A Bundorf analysis is a measure of the characteristics of a vehicle that govern its understeer balance. The understeer is measured in units of degrees of additional yaw per g of lateral acceleration.

## An imaginary example

Front Rear
deg/g deg/g
Load transfer effect and cornering stiffness of tire 8.0 7.0
Aligning torque 0.2 -0.2
Roll camber 1.2 0.0
Roll steer 0.6 -0.4
Fy Compliance steer 0.3 -0.1
SAT compliance steer 0.7 0.6
Total Axle Cornering compliance 11.0 6.9

Hence the total under-steer is 11.0 deg/g minus 6.9 deg/g, or 4.1 deg/g.

Negative values are over-steering, positive values are under-steering, for that axle. If the under-steer contribution of the rear axle is greater than that of the front axle you get negative under-steer, which is known as oversteer. The analysis is only applicable while the parameters remain constant, and thus only up to about 0.4 g.

## Explanation of terms

Load transfer effect and cornering stiffness of tire. As load transfers across the vehicle the tire's ability to provide cornering force for a given slip angle changes. The latter is known as the cornering stiffness of the tire. See also Tire load sensitivity

Aligning torque. The tire does not just generate a lateral force, it generates a torque as well. This tends to rotate the vehicle as a whole.
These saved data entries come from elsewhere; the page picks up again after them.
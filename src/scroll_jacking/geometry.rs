use crate::config;

/// A region's bounding box as the host reports it, relative to the viewport.
#[derive(Debug, Clone, Copy, PartialEq)]
pub struct RegionRect {
    pub top: f64,
    pub height: f64,
}

/// Where a scroll offset falls relative to a measured region.
#[derive(Debug, Clone, Copy, PartialEq)]
pub enum RegionPosition {
    /// The viewport has not reached the region yet.
    Before,
    /// Distance scrolled past the region's top.
    Within(f64),
    /// The viewport has scrolled beyond the region's end.
    Past,
}

/// Document-space geometry of the stepped region, recomputed on resize.
#[derive(Debug, Clone, Copy, PartialEq)]
pub struct ScrollRegion {
    pub top_offset: f64,
    pub height: f64,
    pub step_count: usize,
    pub segment_height: f64,
}

impl ScrollRegion {
    pub fn measure(
        rect: RegionRect,
        scroll_y: f64,
        start_offset: f64,
        step_height: f64,
        step_count: usize,
    ) -> Self {
        // Scroll offsets land on whole pixels.
        Self {
            top_offset: (scroll_y + rect.top - start_offset).round(),
            height: step_height + config::REGION_PADDING,
            step_count,
            segment_height: step_height / step_count as f64,
        }
    }

    pub fn end(&self) -> f64 {
        self.top_offset + self.height
    }

    pub fn classify(&self, scroll_y: f64) -> RegionPosition {
        if scroll_y < self.top_offset {
            RegionPosition::Before
        } else if scroll_y >= self.end() {
            RegionPosition::Past
        } else {
            RegionPosition::Within(scroll_y - self.top_offset)
        }
    }

    pub fn step_at(&self, progress: f64) -> usize {
        let raw = (progress / self.segment_height).floor().max(0.0) as usize;
        raw.min(self.last_step())
    }

    /// First whole-pixel scroll offset inside `step`.
    pub fn step_top(&self, step: usize) -> f64 {
        (self.top_offset + step as f64 * self.segment_height).ceil()
    }

    pub fn last_step(&self) -> usize {
        self.step_count - 1
    }
}

#[cfg(test)]
mod tests {
    use super::*;

    fn region() -> ScrollRegion {
        // Region top sits at document offset 1000 while the page is unscrolled.
        ScrollRegion::measure(
            RegionRect {
                top: 1000.0,
                height: 480.0,
            },
            0.0,
            200.0,
            500.0,
            5,
        )
    }

    #[test]
    fn measure_applies_lead_in_and_padding() {
        let region = region();
        assert_eq!(region.top_offset, 800.0);
        assert_eq!(region.height, 700.0);
        assert_eq!(region.segment_height, 100.0);
        assert_eq!(region.end(), 1500.0);
    }

    #[test]
    fn measure_accounts_for_current_scroll() {
        let region = ScrollRegion::measure(
            RegionRect {
                top: 250.0,
                height: 480.0,
            },
            750.0,
            200.0,
            500.0,
            5,
        );
        assert_eq!(region.top_offset, 800.0);
    }

    #[test]
    fn measure_snaps_top_to_whole_pixels() {
        let region = ScrollRegion::measure(
            RegionRect {
                top: 1000.4,
                height: 480.0,
            },
            0.0,
            200.0,
            500.0,
            5,
        );
        assert_eq!(region.top_offset, 800.0);
        assert_eq!(region.step_top(1), 900.0);
    }

    #[test]
    fn step_top_lands_inside_its_step_with_uneven_segments() {
        let region = ScrollRegion::measure(
            RegionRect {
                top: 1000.0,
                height: 480.0,
            },
            0.0,
            200.0,
            600.0,
            7,
        );
        for step in 0..7 {
            let top = region.step_top(step);
            assert_eq!(top, top.floor());
            assert_eq!(region.step_at(top - region.top_offset), step);
        }
    }

    #[test]
    fn classify_boundaries() {
        let region = region();
        assert_eq!(region.classify(799.9), RegionPosition::Before);
        assert_eq!(region.classify(800.0), RegionPosition::Within(0.0));
        assert_eq!(region.classify(1499.0), RegionPosition::Within(699.0));
        assert_eq!(region.classify(1500.0), RegionPosition::Past);
    }

    #[test]
    fn step_at_clamps_into_padding() {
        let region = region();
        assert_eq!(region.step_at(0.0), 0);
        assert_eq!(region.step_at(99.9), 0);
        assert_eq!(region.step_at(105.0), 1);
        assert_eq!(region.step_at(660.0), 4);
    }

    #[test]
    fn step_top_is_segment_aligned() {
        let region = region();
        assert_eq!(region.step_top(0), 800.0);
        assert_eq!(region.step_top(1), 900.0);
        assert_eq!(region.step_top(4), 1200.0);
    }
}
Roll camber. As the vehicle rolls the kinematics of the suspension provide a change in the camber of the tire. This generates a force known as camber thrust.

Roll steer. As the vehicle rolls the kinematics of the suspension provide a change in the steer angle of the tire. This generates a cornering force in the normal way.

Fy compliance steer. The lateral force at the contact patch causes the wheel to rotate about the steer axis, generating a steer angle.

SAT compliance steer. The aligning torque directly twists the wheel on the compliances in the suspension, generating a steer angle.

Under-steer. In this case, the tendency for an axle or vehicle to turn outwards from a corner.